Collected data entries:
□ □ □ □ □

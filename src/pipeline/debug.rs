//! Optional diagnostic snapshot sink.
//!
//! Pipeline stages can publish intermediate rasters (the thresholded
//! detection mask, the rectified frame, region crops) keyed by stage
//! name and step number. Purely diagnostic: a sink never alters results,
//! and the default sink drops everything.

use image::DynamicImage;

/// Receiver for intermediate raster snapshots.
///
/// Implementations must tolerate being called from multiple stages of
/// the same page in order; `step` restarts at zero on every stage.
pub trait DebugSink: Send + Sync {
    fn snapshot(&self, stage: &str, step: u32, image: &DynamicImage);
}

/// Discards every snapshot. The default when no diagnostics are wanted.
#[derive(Debug, Default, Clone, Copy)]
pub struct NullSink;

impl DebugSink for NullSink {
    fn snapshot(&self, _stage: &str, _step: u32, _image: &DynamicImage) {}
}
//! Dual-recognizer ensemble and redundancy audit.
//!
//! Every region crop is read twice, by Tesseract in single-character
//! mode and by an EMNIST letter classifier. The ensemble reports both
//! verdicts with their confidences and deliberately applies no policy of
//! its own; which answer wins, or what counts as a failed cell, is the
//! caller's call. Engine-level breakage (missing weights, a Tesseract
//! worker that will not start) aborts the page; a cell that simply reads
//! badly does not.

pub mod audit;
pub mod classifier;
pub mod ocr;

pub use audit::{is_unrecoverable, is_unrecoverable_default};
pub use classifier::{ClassifierEngine, ClassifierReading};
pub use ocr::{OcrReading, recognize_char};

use crate::core::{ReadResult, RecognizerConfig};
use crate::pipeline::extract::ExtractedRegion;
use serde::Serialize;
use tracing::debug;

/// Both recognizers' verdicts for one region.
#[derive(Debug, Clone, PartialEq, Serialize)]
pub struct RecognitionResult {
    /// Trimmed Tesseract output; empty when nothing was read.
    pub ocr_text: String,
    /// Tesseract mean text confidence in [0, 1].
    pub ocr_confidence: f32,
    /// Classifier argmax letter.
    pub classifier_char: char,
    /// Classifier softmax probability in [0, 1].
    pub classifier_confidence: f32,
}

impl RecognitionResult {
    /// The character both recognizers agree on, if any. One convenient
    /// verdict policy; callers are free to apply their own.
    pub fn consensus(&self) -> Option<char> {
        let mut chars = self.ocr_text.chars();
        match (chars.next(), chars.next()) {
            (Some(c), None) if c == self.classifier_char => Some(c),
            _ => None,
        }
    }
}

/// One page's durable output: every region's verdicts in extraction
/// order, the indices the caller deemed unreadable, and the audit flag.
#[derive(Debug, Clone, PartialEq, Serialize)]
pub struct PageReadout {
    /// Zero-based page index within the source document.
    pub page_index: usize,
    /// One entry per region, same order as the layout's region list.
    pub results: Vec<RecognitionResult>,
    /// Region indices considered failed under the caller's policy.
    pub failed_indices: Vec<usize>,
    /// True when the failures wipe out every copy of some character.
    pub unrecoverable: bool,
}

impl PageReadout {
    /// Assembles a readout, running the redundancy audit over
    /// `failed_indices` with the given stride.
    pub fn assemble(
        page_index: usize,
        results: Vec<RecognitionResult>,
        failed_indices: Vec<usize>,
        stride: usize,
    ) -> PageReadout {
        let unrecoverable = audit::is_unrecoverable(&failed_indices, stride);
        PageReadout {
            page_index,
            results,
            failed_indices,
            unrecoverable,
        }
    }
}

/// Runs both recognizers over every region, in order.
///
/// # Errors
///
/// Returns [`ReadError::Recognition`](crate::core::ReadError::Recognition)
/// on engine-level failure; the page yields no partial readout.
pub fn recognize_regions(
    regions: &[ExtractedRegion],
    config: &RecognizerConfig,
) -> ReadResult<Vec<RecognitionResult>> {
    let engine = ClassifierEngine::shared(&config.classifier_model)?;

    let mut results = Vec::with_capacity(regions.len());
    for (index, region) in regions.iter().enumerate() {
        let ocr = recognize_char(&region.image, config)?;
        let classified = engine.classify(&region.image)?;

        debug!(
            index,
            ocr = %ocr.text,
            classifier = %classified.character,
            "region recognized"
        );

        results.push(RecognitionResult {
            ocr_text: ocr.text,
            ocr_confidence: ocr.confidence,
            classifier_char: classified.character,
            classifier_confidence: classified.confidence,
        });
    }
    Ok(results)
}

□ □ □ □ □

> _HOW TO COMPLETE THIS TASK_
Word for word, return each of the entries shown above.

> _RESULT_
filename src/pipeline/debug.rs
//! Optional diagnostic snapshot sink.
//!
//! Pipeline stages can publish intermediate rasters (the thresholded
//! detection mask, the rectified frame, region crops) keyed by stage
//! name and step number. Purely diagnostic: a sink never alters results,
//! and the default sink drops everything.

use image::DynamicImage;

/// Receiver for intermediate raster snapshots.
///
/// Implementations must tolerate being called from multiple stages of
/// the same page in order; `step` restarts at zero on every stage.
pub trait DebugSink: Send + Sync {
    fn snapshot(&self, stage: &str, step: u32, image: &DynamicImage);
}

/// Discards every snapshot. The default when no diagnostics are wanted.
#[derive(Debug, Default, Clone, Copy)]
pub struct NullSink;

impl DebugSink for NullSink {
    fn snapshot(&self, _stage: &str, _step: u32, _image: &DynamicImage) {}
}
//! Dual-recognizer ensemble and redundancy audit.
//!
//! Every region crop is read twice, by Tesseract in single-character
//! mode and by an EMNIST letter classifier. The ensemble reports both
//! verdicts with their confidences and deliberately applies no policy of
//! its own; which answer wins, or what counts as a failed cell, is the
//! caller's call. Engine-level breakage (missing weights, a Tesseract
//! worker that will not start) aborts the page; a cell that simply reads
//! badly does not.

pub mod audit;
pub mod classifier;
pub mod ocr;

pub use audit::{is_unrecoverable, is_unrecoverable_default};
pub use classifier::{ClassifierEngine, ClassifierReading};
pub use ocr::{OcrReading, recognize_char};

use crate::core::{ReadResult, RecognizerConfig};
use crate::pipeline::extract::ExtractedRegion;
use serde::Serialize;
use tracing::debug;

/// Both recognizers' verdicts for one region.
#[derive(Debug, Clone, PartialEq, Serialize)]
pub struct RecognitionResult {
    /// Trimmed Tesseract output; empty when nothing was read.
    pub ocr_text: String,
    /// Tesseract mean text confidence in [0, 1].
    pub ocr_confidence: f32,
    /// Classifier argmax letter.
    pub classifier_char: char,
    /// Classifier softmax probability in [0, 1].
    pub classifier_confidence: f32,
}

impl RecognitionResult {
    /// The character both recognizers agree on, if any. One convenient
    /// verdict policy; callers are free to apply their own.
    pub fn consensus(&self) -> Option<char> {
        let mut chars = self.ocr_text.chars();
        match (chars.next(), chars.next()) {
            (Some(c), None) if c == self.classifier_char => Some(c),
            _ => None,
        }
    }
}

/// One page's durable output: every region's verdicts in extraction
/// order, the indices the caller deemed unreadable, and the audit flag.
#[derive(Debug, Clone, PartialEq, Serialize)]
pub struct PageReadout {
    /// Zero-based page index within the source document.
    pub page_index: usize,
    /// One entry per region, same order as the layout's region list.
    pub results: Vec<RecognitionResult>,
    /// Region indices considered failed under the caller's policy.
    pub failed_indices: Vec<usize>,
    /// True when the failures wipe out every copy of some character.
    pub unrecoverable: bool,
}

impl PageReadout {
    /// Assembles a readout, running the redundancy audit over
    /// `failed_indices` with the given stride.
    pub fn assemble(
        page_index: usize,
        results: Vec<RecognitionResult>,
        failed_indices: Vec<usize>,
        stride: usize,
    ) -> PageReadout {
        let unrecoverable = audit::is_unrecoverable(&failed_indices, stride);
        PageReadout {
            page_index,
            results,
            failed_indices,
            unrecoverable,
        }
    }
}

/// Runs both recognizers over every region, in order.
///
/// # Errors
///
/// Returns [`ReadError::Recognition`](crate::core::ReadError::Recognition)
/// on engine-level failure; the page yields no partial readout.
pub fn recognize_regions(
    regions: &[ExtractedRegion],
    config: &RecognizerConfig,
) -> ReadResult<Vec<RecognitionResult>> {
    let engine = ClassifierEngine::shared(&config.classifier_model)?;

    let mut results = Vec::with_capacity(regions.len());
    for (index, region) in regions.iter().enumerate() {
        let ocr = recognize_char(&region.image, config)?;
        let classified = engine.classify(&region.image)?;

        debug!(
            index,
            ocr = %ocr.text,
            classifier = %classified.character,
            "region recognized"
        );

        results.push(RecognitionResult {
            ocr_text: ocr.text,
            ocr_confidence: ocr.confidence,
            classifier_char: classified.character,
            classifier_confidence: classified.confidence,
        });
    }
    Ok(results)
}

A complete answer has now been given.